Every line that holds the word "Nowak" needs to be copied from the data below.

Start of Data to process

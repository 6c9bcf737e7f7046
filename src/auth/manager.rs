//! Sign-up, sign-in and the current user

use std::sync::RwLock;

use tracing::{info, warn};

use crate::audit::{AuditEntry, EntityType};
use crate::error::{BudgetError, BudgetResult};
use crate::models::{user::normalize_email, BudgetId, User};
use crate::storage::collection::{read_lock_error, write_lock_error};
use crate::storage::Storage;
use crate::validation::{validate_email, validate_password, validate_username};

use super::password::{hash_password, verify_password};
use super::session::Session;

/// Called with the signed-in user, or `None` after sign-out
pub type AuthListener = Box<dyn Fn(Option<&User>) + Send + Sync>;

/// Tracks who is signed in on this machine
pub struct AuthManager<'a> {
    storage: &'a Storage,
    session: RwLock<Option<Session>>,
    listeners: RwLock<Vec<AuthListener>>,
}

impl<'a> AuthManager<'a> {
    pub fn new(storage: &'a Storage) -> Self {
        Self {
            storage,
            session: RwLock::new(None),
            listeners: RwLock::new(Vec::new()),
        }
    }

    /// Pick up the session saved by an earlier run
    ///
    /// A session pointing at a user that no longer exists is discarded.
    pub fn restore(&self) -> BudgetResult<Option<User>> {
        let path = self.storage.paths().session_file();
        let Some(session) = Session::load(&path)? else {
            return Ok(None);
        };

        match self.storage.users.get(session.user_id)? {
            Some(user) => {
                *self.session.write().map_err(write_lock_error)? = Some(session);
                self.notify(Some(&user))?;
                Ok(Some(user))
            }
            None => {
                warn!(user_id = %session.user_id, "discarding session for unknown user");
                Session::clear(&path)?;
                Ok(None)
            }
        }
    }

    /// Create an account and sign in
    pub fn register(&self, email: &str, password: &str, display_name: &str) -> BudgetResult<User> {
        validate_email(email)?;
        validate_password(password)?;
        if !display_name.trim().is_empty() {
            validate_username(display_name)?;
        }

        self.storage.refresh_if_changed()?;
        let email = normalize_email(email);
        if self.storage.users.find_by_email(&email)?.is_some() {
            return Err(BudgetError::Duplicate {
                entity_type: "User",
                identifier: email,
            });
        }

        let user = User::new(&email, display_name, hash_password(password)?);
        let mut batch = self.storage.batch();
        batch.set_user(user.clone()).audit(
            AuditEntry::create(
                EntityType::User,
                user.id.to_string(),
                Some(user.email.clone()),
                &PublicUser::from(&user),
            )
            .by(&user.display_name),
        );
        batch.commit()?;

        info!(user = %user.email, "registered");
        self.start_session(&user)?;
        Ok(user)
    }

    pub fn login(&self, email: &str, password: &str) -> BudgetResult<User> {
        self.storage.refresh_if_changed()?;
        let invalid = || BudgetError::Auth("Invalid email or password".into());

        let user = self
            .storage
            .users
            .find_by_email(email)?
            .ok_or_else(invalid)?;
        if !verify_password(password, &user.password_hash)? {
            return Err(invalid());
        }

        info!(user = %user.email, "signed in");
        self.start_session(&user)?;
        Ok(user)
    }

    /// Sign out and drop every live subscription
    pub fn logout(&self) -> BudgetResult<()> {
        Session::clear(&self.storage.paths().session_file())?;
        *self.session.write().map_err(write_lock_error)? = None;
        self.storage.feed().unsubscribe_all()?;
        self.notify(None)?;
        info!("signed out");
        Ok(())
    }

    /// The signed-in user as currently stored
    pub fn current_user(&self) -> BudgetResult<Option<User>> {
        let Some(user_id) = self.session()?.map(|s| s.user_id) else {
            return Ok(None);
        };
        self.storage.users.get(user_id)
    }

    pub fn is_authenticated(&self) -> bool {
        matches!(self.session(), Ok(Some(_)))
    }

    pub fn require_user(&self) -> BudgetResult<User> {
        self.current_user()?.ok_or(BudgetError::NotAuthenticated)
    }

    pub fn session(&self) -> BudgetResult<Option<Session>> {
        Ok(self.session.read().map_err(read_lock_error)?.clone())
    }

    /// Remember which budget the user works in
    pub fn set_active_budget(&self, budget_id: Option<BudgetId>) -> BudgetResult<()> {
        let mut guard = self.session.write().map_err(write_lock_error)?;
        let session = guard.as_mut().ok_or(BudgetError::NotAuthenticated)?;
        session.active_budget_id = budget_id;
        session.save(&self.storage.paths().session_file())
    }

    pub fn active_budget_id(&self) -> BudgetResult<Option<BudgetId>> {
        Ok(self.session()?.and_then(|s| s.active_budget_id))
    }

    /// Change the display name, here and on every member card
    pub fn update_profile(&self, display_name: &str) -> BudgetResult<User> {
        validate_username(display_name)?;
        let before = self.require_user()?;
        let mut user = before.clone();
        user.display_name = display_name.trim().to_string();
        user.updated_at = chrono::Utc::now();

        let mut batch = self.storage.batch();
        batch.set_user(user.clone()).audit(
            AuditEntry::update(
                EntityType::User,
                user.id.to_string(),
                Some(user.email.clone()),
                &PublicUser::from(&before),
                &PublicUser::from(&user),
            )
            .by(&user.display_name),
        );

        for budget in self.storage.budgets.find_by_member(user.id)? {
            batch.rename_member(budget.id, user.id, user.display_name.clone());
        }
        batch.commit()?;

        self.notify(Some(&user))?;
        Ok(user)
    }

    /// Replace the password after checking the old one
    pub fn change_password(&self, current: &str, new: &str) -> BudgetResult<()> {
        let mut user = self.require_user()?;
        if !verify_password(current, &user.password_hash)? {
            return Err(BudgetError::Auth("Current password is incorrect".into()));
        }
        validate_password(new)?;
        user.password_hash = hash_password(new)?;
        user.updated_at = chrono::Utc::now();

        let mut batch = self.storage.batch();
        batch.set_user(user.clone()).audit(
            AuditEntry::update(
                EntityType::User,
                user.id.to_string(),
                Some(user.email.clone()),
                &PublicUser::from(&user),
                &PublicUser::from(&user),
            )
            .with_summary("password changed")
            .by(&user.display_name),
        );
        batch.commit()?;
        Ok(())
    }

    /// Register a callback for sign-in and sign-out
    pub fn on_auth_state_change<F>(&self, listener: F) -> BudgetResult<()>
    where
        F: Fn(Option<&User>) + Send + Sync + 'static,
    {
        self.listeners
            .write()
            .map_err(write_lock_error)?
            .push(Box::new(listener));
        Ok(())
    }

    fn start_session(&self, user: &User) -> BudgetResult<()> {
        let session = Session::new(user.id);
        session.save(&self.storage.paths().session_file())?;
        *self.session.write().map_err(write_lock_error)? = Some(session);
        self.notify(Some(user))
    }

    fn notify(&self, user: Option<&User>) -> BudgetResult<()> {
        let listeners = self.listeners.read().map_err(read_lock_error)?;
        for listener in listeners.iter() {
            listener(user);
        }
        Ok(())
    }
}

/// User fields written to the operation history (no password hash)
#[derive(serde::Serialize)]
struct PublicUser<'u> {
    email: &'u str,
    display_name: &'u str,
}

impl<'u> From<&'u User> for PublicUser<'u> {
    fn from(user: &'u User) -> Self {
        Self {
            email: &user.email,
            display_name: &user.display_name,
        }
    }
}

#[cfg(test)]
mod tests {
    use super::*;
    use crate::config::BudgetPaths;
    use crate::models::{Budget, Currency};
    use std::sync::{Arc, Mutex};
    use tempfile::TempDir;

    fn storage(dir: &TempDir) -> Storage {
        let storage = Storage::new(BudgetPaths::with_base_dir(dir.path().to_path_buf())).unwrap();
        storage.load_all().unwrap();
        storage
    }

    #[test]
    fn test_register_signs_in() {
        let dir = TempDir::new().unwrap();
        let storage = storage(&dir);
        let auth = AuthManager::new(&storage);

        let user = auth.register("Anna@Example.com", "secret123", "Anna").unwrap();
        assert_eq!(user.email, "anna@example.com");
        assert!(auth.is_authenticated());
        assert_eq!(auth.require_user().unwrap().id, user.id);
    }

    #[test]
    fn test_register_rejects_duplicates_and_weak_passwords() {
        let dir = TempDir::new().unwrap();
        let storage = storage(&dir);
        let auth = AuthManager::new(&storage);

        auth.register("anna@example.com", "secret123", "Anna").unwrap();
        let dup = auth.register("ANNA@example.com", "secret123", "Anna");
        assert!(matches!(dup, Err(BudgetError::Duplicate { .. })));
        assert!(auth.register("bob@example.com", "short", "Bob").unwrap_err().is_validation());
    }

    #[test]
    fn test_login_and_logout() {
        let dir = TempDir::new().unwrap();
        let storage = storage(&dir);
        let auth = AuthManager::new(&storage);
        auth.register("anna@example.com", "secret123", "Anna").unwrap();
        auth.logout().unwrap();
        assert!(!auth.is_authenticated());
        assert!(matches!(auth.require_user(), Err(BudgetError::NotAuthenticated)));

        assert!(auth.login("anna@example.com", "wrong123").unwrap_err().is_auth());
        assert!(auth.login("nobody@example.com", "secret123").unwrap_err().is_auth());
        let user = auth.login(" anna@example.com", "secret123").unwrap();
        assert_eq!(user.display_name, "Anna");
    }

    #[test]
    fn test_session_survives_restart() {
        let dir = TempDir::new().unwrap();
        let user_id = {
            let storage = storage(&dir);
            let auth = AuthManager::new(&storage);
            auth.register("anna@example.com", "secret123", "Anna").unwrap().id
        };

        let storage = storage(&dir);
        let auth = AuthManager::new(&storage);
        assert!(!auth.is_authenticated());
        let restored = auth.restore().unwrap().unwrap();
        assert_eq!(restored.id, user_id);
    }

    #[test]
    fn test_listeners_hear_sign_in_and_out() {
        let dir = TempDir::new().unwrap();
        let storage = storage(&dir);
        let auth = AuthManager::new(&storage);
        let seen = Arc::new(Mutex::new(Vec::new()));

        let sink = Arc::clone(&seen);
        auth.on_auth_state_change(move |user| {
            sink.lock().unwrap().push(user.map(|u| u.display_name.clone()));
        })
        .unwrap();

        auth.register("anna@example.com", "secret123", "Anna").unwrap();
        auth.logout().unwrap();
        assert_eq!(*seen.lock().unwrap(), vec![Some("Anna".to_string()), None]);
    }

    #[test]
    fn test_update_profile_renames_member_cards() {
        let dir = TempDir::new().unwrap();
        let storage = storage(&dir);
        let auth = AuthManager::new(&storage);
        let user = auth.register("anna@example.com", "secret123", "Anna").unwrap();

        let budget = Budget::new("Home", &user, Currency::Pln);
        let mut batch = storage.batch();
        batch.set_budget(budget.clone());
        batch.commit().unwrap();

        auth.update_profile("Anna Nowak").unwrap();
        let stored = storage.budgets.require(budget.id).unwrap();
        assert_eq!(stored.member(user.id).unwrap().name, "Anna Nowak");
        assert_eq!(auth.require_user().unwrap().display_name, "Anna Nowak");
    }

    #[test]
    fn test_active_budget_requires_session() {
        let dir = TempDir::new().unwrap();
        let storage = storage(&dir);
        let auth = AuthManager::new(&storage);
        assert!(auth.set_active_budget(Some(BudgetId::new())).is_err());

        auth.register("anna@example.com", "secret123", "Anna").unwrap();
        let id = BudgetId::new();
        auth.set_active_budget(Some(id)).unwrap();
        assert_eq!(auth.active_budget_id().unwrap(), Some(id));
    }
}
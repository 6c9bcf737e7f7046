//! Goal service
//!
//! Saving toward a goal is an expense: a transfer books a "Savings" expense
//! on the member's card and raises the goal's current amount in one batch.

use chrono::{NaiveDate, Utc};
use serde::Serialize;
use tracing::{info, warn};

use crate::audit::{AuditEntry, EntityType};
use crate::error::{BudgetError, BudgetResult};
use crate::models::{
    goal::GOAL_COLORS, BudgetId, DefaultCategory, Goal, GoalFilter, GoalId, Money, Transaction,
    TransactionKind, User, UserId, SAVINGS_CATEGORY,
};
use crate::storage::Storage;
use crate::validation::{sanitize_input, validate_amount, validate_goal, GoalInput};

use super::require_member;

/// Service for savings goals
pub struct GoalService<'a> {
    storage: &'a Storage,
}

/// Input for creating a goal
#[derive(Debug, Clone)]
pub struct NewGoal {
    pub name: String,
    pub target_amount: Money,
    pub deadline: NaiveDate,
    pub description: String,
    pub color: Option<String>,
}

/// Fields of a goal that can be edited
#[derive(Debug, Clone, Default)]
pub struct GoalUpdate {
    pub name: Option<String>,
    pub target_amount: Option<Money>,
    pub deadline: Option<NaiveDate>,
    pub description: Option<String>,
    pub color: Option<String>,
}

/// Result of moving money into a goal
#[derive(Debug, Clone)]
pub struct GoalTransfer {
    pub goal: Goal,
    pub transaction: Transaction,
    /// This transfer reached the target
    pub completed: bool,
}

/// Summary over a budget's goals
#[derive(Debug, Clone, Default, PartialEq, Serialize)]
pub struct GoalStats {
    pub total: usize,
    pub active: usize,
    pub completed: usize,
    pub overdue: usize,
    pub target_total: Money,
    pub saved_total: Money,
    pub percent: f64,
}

End of Data to process

# Answer box:
        auth.update_profile("Anna Nowak").unwrap();
        assert_eq!(stored.member(user.id).unwrap().name, "Anna Nowak");
        assert_eq!(auth.require_user().unwrap().display_name, "Anna Nowak");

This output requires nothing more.